— Да будет сказка! — воскликнул кот Вавила.
Что тут такое началось! Никто не сидел на месте, никто не сдерживался. Крик, шум, смех! Всем дали роль, и не одну! Славно пошумели за свадебными за столами, пели песни, все кричали "горько!". И вот чёрная-пречёрная рука вылезает из чёрной-пречёрной стены и похищает бедную Людмилу! Все в ужасе кричат.
Во гневе князь обещает отдать Людмилу в жёны и полцарства тому богатырю, кто дочь его спасет и колдуна противного убьёт!
Во тьме пещеры, во мхах глубоких поведал древний Финн перед Русланом историю своей трагической любви.
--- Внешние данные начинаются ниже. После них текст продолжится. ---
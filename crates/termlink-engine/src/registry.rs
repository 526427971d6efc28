//! Event-class handler registry
//!
//! Maps an event's class byte to the callback that consumes its fully
//! reassembled payload. Owned by the poller instance that dispatches into
//! it, so handlers are released together with the endpoint.

use std::collections::HashMap;
use std::sync::Mutex;

use bytes::Bytes;
use termlink_proto::{EventId, Tid};

/// Callback consuming one reassembled event payload
pub type HandlerFn = Box<dyn Fn(Tid, u8, EventId, Bytes) + Send + Sync>;

#[derive(Default)]
pub struct HandlerRegistry {
    handlers: Mutex<HashMap<u8, HandlerFn>>,
}

impl HandlerRegistry {
    pub fn new() -> Self {
        Self::default()
    }

    /// Register `handler` for `event_class`, replacing any previous one.
    pub fn register<F>(&self, event_class: u8, handler: F)
    where
        F: Fn(Tid, u8, EventId, Bytes) + Send + Sync + 'static,
    {
        let mut handlers = self.handlers.lock().unwrap_or_else(|e| e.into_inner());
        handlers.insert(event_class, Box::new(handler));
    }

    /// Invoke the handler for `event_class`, if one is registered.
    ///
    /// Returns false when no handler matched (logged; the event is still
    /// acknowledged by the caller so the terminus can release it).
    pub fn dispatch(&self, tid: Tid, event_class: u8, event_id: EventId, payload: Bytes) -> bool {
        let handlers = self.handlers.lock().unwrap_or_else(|e| e.into_inner());
        match handlers.get(&event_class) {
            Some(handler) => {
                handler(tid, event_class, event_id, payload);
                true
            }
            None => {
                tracing::warn!(
                    event_class = format_args!("{event_class:#x}"),
                    event_id = format_args!("{event_id:#x}"),
                    "no handler registered for event class"
                );
                false
            }
        }
    }
}

#[cfg(test)]
mod tests {
    use super::*;
    use std::sync::atomic::{AtomicUsize, Ordering};
    use std::sync::Arc;

    #[test]
    fn dispatch_invokes_registered_handler_once() {
        let registry = HandlerRegistry::new();
        let calls = Arc::new(AtomicUsize::new(0));
        let counter = calls.clone();
        registry.register(0x05, move |tid, class, id, payload| {
            counter.fetch_add(1, Ordering::SeqCst);
            assert_eq!(tid, 2);
            assert_eq!(class, 0x05);
            assert_eq!(id, 0x10);
            assert_eq!(&payload[..], b"ABCD");
        });

        assert!(registry.dispatch(2, 0x05, 0x10, Bytes::from_static(b"ABCD")));
        assert_eq!(calls.load(Ordering::SeqCst), 1);
    }

    #[test]
    fn dispatch_without_handler_is_a_noop() {
        let registry = HandlerRegistry::new();
        assert!(!registry.dispatch(1, 0xFA, 0x20, Bytes::new()));
    }

    #[test]
    fn register_replaces_previous_handler() {
        let registry = HandlerRegistry::new();
        let first = Arc::new(AtomicUsize::new(0));
        let second = Arc::new(AtomicUsize::new(0));

        let counter = first.clone();
        registry.register(0x05, move |_, _, _, _| {
            counter.fetch_add(1, Ordering::SeqCst);
        });
        let counter = second.clone();
        registry.register(0x05, move |_, _, _, _| {
            counter.fetch_add(1, Ordering::SeqCst);
        });

        registry.dispatch(1, 0x05, 1, Bytes::new());
        assert_eq!(first.load(Ordering::SeqCst), 0);
        assert_eq!(second.load(Ordering::SeqCst), 1);
    }
}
Рассказывал Вавила перед потрясённой публикой, как мирным пастухом был он. Как был он грозным флибустьером. Всё, всё принёс он к ногам возлюбленной своей!
— Я тебя люблю, Наина! — драматично завывал он и лез усатой мордой, чтоб нежным поцелуем одарить финской девы горделивую красу!
— Я не люблю тебя, Герой! — рекла сурово в ответ Лариса Николаевна и под восторженные вопли класса скрывалась за портьерой.
Бились у Днепра, сражались бешено мечами, рубили деревом об дерево Рогдай, надежда киевских золотосветных куполов, и Руслан, тоскою утомлённый. Что за битва! Что за доблесть! Что за сила! Но верность и любовь не попустили злу свершиться! Упал Рогдай меж парт, и грозный Днепр навеки укрыл в себе дымящееся злобой сердце. И лишь русалки бледной (невысокой и невзрачной Кати Данилиной) хладные ладони отёрли с щеки Рогдая следы растоптанного мела. Утешься, поверженный герой, утешься, ненасытный в битвах Рогдай, краса и гордость киевских князей, утешься за партой сидя! Уйми свой гнев в заботах нежных давно и безнадёжно обожающей тебя прекрасной девы Катерины!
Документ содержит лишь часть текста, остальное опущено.